Ces derniers mots sortent comme un aveu de faiblesse. Je n'arrive pas à prendre soin de mon corps et ça me désole.

- Catherine, ce n'est pas tout...

- Comment ça ? je la coupe.

- Le scanner de contrôle, celui que vous avez passé il y a 15 jours, a révélé des taches suspectes.

- Ce n'est que ça, je réponds rassurée. Le radiologue me l'avait dit.

- Je sais ce qu'il vous a dit... Nous les avons comparées à vos clichés précédents : elles ont grossi.

- Ce qui veut dire ?

- Il y a plusieurs réponses possibles. me dit-elle hésitante.

- Dites toujours...

- La plus probable est que votre maladie avance plus vite que le traitement n'agit. Nous devons creuser un peu plus. Je sais que vous ne vouliez pas d'une biopsie mais elle devient incontournable.

- Ce n'est pas la biopsie qui me fait peur, mais l'anesthésie.

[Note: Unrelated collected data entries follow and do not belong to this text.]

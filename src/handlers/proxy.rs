use crate::auth::{self, INTERNAL_SECRET_HEADER};
use crate::error::ApiError;
use crate::state::AppState;
use crate::upstream::RelayBody;
use axum::{
    extract::{Path, Query, State},
    http::{HeaderMap, Method},
    response::{IntoResponse, Response},
    Json,
};
use serde_json::Value as JsonValue;
use std::collections::HashMap;
use uuid::Uuid;

/// GET/POST /vaultn-proxy/{*path} handler - the forwarding relay
///
/// Authenticates the shared-secret header, rebuilds the URL against the
/// upstream API host, forwards the request with the injected bearer
/// credential, and mirrors the upstream response back to the caller.
pub async fn proxy_handler(
    State(state): State<AppState>,
    method: Method,
    Path(path): Path<String>,
    Query(params): Query<HashMap<String, String>>,
    headers: HeaderMap,
    body: Option<Json<JsonValue>>,
) -> Result<Response, ApiError> {
    relay(state, method, path, params, headers, body).await
}

/// GET/POST /vaultn-proxy handler - same relay with an empty path suffix,
/// forwarding to the upstream host's root
pub async fn proxy_root_handler(
    State(state): State<AppState>,
    method: Method,
    Query(params): Query<HashMap<String, String>>,
    headers: HeaderMap,
    body: Option<Json<JsonValue>>,
) -> Result<Response, ApiError> {
    relay(state, method, String::new(), params, headers, body).await
}

async fn relay(
    state: AppState,
    method: Method,
    path_suffix: String,
    params: HashMap<String, String>,
    headers: HeaderMap,
    body: Option<Json<JsonValue>>,
) -> Result<Response, ApiError> {
    // Step 1: authenticate before anything else. No upstream call happens
    // for a rejected request.
    let provided = headers
        .get(INTERNAL_SECRET_HEADER)
        .and_then(|value| value.to_str().ok());
    if !auth::secret_matches(&state.config.internal_secret, provided) {
        tracing::warn!("Rejected proxied request: missing or invalid shared secret");
        return Err(ApiError::Unauthorized);
    }

    let request_id = Uuid::new_v4();

    // A body only travels on POST; GET requests never carry one.
    let body = match method {
        Method::POST => body.map(|Json(value)| value),
        _ => None,
    };

    let url = state.upstream.build_url(&path_suffix, &params)?;
    tracing::info!(
        request_id = %request_id,
        "[Proxy] {} {}{}",
        method,
        url.path(),
        url.query().map(|q| format!("?{q}")).unwrap_or_default()
    );

    let reply = state.upstream.forward(method, url, body.as_ref()).await?;

    tracing::info!(
        request_id = %request_id,
        status = %reply.status,
        "[Proxy] upstream responded"
    );

    // Mirror the upstream status; JSON bodies relay as JSON, anything
    // else as raw text.
    Ok(match reply.body {
        RelayBody::Parsed(value) => (reply.status, Json(value)).into_response(),
        RelayBody::Raw(text) => (reply.status, text).into_response(),
    })
}
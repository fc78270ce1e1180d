// Route path constants - single source of truth for all API paths

use axum::{routing::get, Router};
use tower_http::trace::TraceLayer;
use utoipa::OpenApi;
use utoipa_swagger_ui::SwaggerUi;

use crate::api_doc::ApiDoc;
use crate::handlers;
use crate::state::AppState;

pub const ROOT: &str = "/";
pub const HEALTH: &str = "/health";
pub const PROXY: &str = "/vaultn-proxy";
pub const PROXY_WILDCARD: &str = "/vaultn-proxy/{*path}";

/// Assemble the full application router.
///
/// The wildcard route needs a separate registration for the bare mount
/// prefix: `{*path}` only matches when at least one segment follows it.
pub fn app(state: AppState) -> Router {
    Router::new()
        .route(ROOT, get(handlers::info_handler))
        .route(HEALTH, get(handlers::health_handler))
        .route(
            PROXY,
            get(handlers::proxy_root_handler).post(handlers::proxy_root_handler),
        )
        .route(
            PROXY_WILDCARD,
            get(handlers::proxy_handler).post(handlers::proxy_handler),
        )
        .merge(SwaggerUi::new("/docs").url("/api-docs/openapi.json", ApiDoc::openapi()))
        .layer(TraceLayer::new_for_http())
        .with_state(state)
}
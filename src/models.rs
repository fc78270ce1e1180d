use serde::{Deserialize, Serialize};

/// Response type for the health check endpoint
#[derive(Serialize, Deserialize, utoipa::ToSchema)]
#[serde(rename_all = "camelCase")]
pub struct HealthResponse {
    pub ok: bool,
    pub timestamp: String,
    pub has_api_key: bool,
    pub has_secret: bool,
}

/// Static service descriptor returned at the root path
#[derive(Serialize, Deserialize, utoipa::ToSchema)]
pub struct ServiceInfo {
    pub service: String,
    pub version: String,
    pub endpoints: ServiceEndpoints,
    pub methods: Vec<String>,
}

/// Exposed paths, by role
#[derive(Serialize, Deserialize, utoipa::ToSchema)]
pub struct ServiceEndpoints {
    pub health: String,
    pub proxy: String,
}
use std::env;
use anyhow::{Context, Result};

#[derive(Debug, Clone)]
pub struct Config {
    pub internal_secret: String,
    pub vaultn_api_key: String,
    pub service_port: u16,
    pub service_host: String,
}

impl Config {
    pub fn from_env() -> Result<Self> {
        let internal_secret = env::var("INTERNAL_SECRET").unwrap_or_default();

        let vaultn_api_key = env::var("VAULTN_API_KEY").unwrap_or_default();

        let service_port = env::var("PORT")
            .unwrap_or_else(|_| "3000".to_string())
            .parse::<u16>()
            .context("PORT must be a valid port number (0-65535)")?;

        let service_host = env::var("SERVICE_HOST")
            .unwrap_or_else(|_| "0.0.0.0".to_string());

        Ok(Config {
            internal_secret,
            vaultn_api_key,
            service_port,
            service_host,
        })
    }

    /// Whether a bearer credential for the upstream API is configured.
    pub fn has_api_key(&self) -> bool {
        !self.vaultn_api_key.is_empty()
    }

    /// Whether a caller-facing shared secret is configured.
    pub fn has_secret(&self) -> bool {
        !self.internal_secret.is_empty()
    }

    pub fn log_startup(&self) {
        tracing::info!("Configuration loaded:");
        tracing::info!("  VaultN API key: {}", if self.has_api_key() { "set" } else { "MISSING" });
        tracing::info!("  Internal secret: {}", if self.has_secret() { "set" } else { "MISSING" });
        tracing::info!("  Service listening on: {}:{}", self.service_host, self.service_port);

        // Missing credentials are not fatal: the service still starts, but
        // every proxied request will fail authentication (no secret) or be
        // rejected by the upstream (no API key).
        if !self.has_api_key() {
            tracing::warn!("VAULTN_API_KEY environment variable is not set!");
        }
        if !self.has_secret() {
            tracing::warn!("INTERNAL_SECRET environment variable is not set!");
        }
    }
}
mod api_doc;
mod auth;
mod config;
mod error;
mod handlers;
mod models;
mod routes;
mod state;
mod upstream;

use std::sync::Arc;

use anyhow::Context;
use config::Config;
use state::AppState;
use upstream::UpstreamClient;

#[tokio::main]
async fn main() -> anyhow::Result<()> {
    dotenvy::dotenv().ok();
    tracing_subscriber::fmt::init();

    tracing::info!("vaultn-proxy starting");

    let config = Arc::new(Config::from_env()?);
    config.log_startup();
    tracing::info!("Target: {}", upstream::VAULTN_API_BASE);

    let upstream = UpstreamClient::from_config(&config)?;

    let state = AppState {
        upstream,
        config: config.clone(),
    };

    let addr = format!("{}:{}", config.service_host, config.service_port);
    let listener = tokio::net::TcpListener::bind(&addr)
        .await
        .with_context(|| format!("Failed to bind to {addr}"))?;

    tracing::info!("VaultN proxy listening on {}", addr);

    axum::serve(listener, routes::app(state))
        .await
        .context("Server error")?;

    Ok(())
}
use crate::models::{ServiceEndpoints, ServiceInfo};
use crate::routes;
use axum::Json;

/// GET / handler - Static service descriptor
///
/// Names the service, its version, and the exposed paths and methods so a
/// caller can discover the proxy surface without documentation.
#[utoipa::path(
    get,
    path = routes::ROOT,
    responses(
        (status = 200, description = "Service descriptor", body = ServiceInfo)
    ),
    tag = "meta"
)]
pub async fn info_handler() -> Json<ServiceInfo> {
    Json(ServiceInfo {
        service: "VaultN Proxy".to_string(),
        version: env!("CARGO_PKG_VERSION").to_string(),
        endpoints: ServiceEndpoints {
            health: routes::HEALTH.to_string(),
            proxy: "/vaultn-proxy/*".to_string(),
        },
        methods: vec!["GET".to_string(), "POST".to_string()],
    })
}

#[cfg(test)]
mod tests {
    use super::*;
    use crate::config::Config;
    use crate::routes;
    use crate::state::AppState;
    use crate::upstream::UpstreamClient;
    use axum::{body::Body, http::Request, http::StatusCode};
    use std::sync::Arc;
    use tower::ServiceExt;

    #[tokio::test]
    async fn test_root_returns_service_descriptor() {
        let config = Config {
            internal_secret: "sekrit".to_string(),
            vaultn_api_key: "api-key".to_string(),
            service_port: 3000,
            service_host: "0.0.0.0".to_string(),
        };
        let upstream = UpstreamClient::from_config(&config).unwrap();
        let app = routes::app(AppState {
            upstream,
            config: Arc::new(config),
        });

        let response = app
            .oneshot(
                Request::builder()
                    .method("GET")
                    .uri("/")
                    .body(Body::empty())
                    .unwrap(),
            )
            .await
            .unwrap();

        assert_eq!(response.status(), StatusCode::OK);

        let body = axum::body::to_bytes(response.into_body(), usize::MAX)
            .await
            .unwrap();
        let info: ServiceInfo = serde_json::from_slice(&body).unwrap();
        assert_eq!(info.service, "VaultN Proxy");
        assert_eq!(info.version, env!("CARGO_PKG_VERSION"));
        assert_eq!(info.endpoints.health, "/health");
        assert_eq!(info.endpoints.proxy, "/vaultn-proxy/*");
        assert_eq!(info.methods, vec!["GET", "POST"]);
    }
}
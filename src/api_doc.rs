use utoipa::OpenApi;

use crate::error::ErrorResponse;
use crate::handlers;
use crate::models::{HealthResponse, ServiceEndpoints, ServiceInfo};

/// OpenAPI documentation
///
/// Covers the fixed endpoints only. The wildcard relay mirrors whatever
/// the upstream API exposes, so it is described by the service descriptor
/// at `/` rather than enumerated here.
#[derive(OpenApi)]
#[openapi(
    info(
        title = "VaultN Proxy API",
        version = "1.1.0",
        description = "Authenticated forwarding proxy for the VaultN API"
    ),
    paths(
        handlers::health::health_handler,
        handlers::info::info_handler
    ),
    components(
        schemas(
            HealthResponse,
            ServiceInfo,
            ServiceEndpoints,
            ErrorResponse
        )
    ),
    tags(
        (name = "health", description = "Liveness and configuration presence checks"),
        (name = "meta", description = "Service discovery")
    )
)]
pub struct ApiDoc;
//! Anomaly Inference Engine
//!
//! Bootstraps an Isolation Forest from the first observed readings, then
//! scores every following reading against the frozen model.

mod artifact;
mod engine;
mod forest;
mod lifecycle;

pub use artifact::{ArtifactError, ModelArtifact, ARTIFACT_SCHEMA_VERSION};
pub use engine::{AnomalyScorer, ScoreResult};
pub use forest::{average_path_length, ForestConfig, IsolationForest, IsolationTree};
pub use lifecycle::{LifecycleConfig, LifecycleEvent, ModelLifecycle, ModelState, ModelStatus};

use feature_engine::ScalerError;
use thiserror::Error;

/// Errors fitting the anomaly model
#[derive(Debug, Error)]
pub enum InferenceError {
    #[error("Not enough training samples: need {required}, got {actual}")]
    InsufficientSamples { required: usize, actual: usize },
    #[error("Invalid model configuration: {0}")]
    InvalidConfig(String),
    #[error("Scaler fit failed: {0}")]
    Scaler(#[from] ScalerError),
}
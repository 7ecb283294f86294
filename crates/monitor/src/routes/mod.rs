//! Status API routes

pub mod alerts;
pub mod health;
pub mod machines;
pub mod stats;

- Elle sera locale et je vous promets...

- Je la coupe, « Ne faites pas de promesse que vous n'êtes pas sûre de tenir. Je ferai la biopsie mais pas aujourd'hui. J'ai besoin de mettre mes affaires en ordre d'abord. De plus il faudrait que je mette Henri au courant. Je ne peux décemment pas m'absenter dès mon premier jour de travail.

- J'appellerai papa mais ne vous en faites pas, ce n'est qu'une biopsie.

- Dites-moi Marie, que se passerait-il si en ouvrant vous voyez les dégâts d'il y a 10 mois ?

- Ça ne se peut, me répond-elle un peu gênée.

- Mais encore ?

- Nous serions obligés d'intervenir...

- En anesthésie locale ?

- Ça me paraîtrait compliqué.

- Promettez-moi de ne pas m'endormir alors. C'est une promesse que vous pouvez faire.

- Vous ne comprenez pas Catherine, si nous voyons que l'opération est indispensable, il y en aurait pour plusieurs heures, vous ne pourriez jamais résister...

- Je tiendrai bon, je la coupe déterminée, il le faudra.

Je me retrouve au point de départ, toutes ces interventions et une de plus. Quand est-ce que tout ça va s'arrêter ?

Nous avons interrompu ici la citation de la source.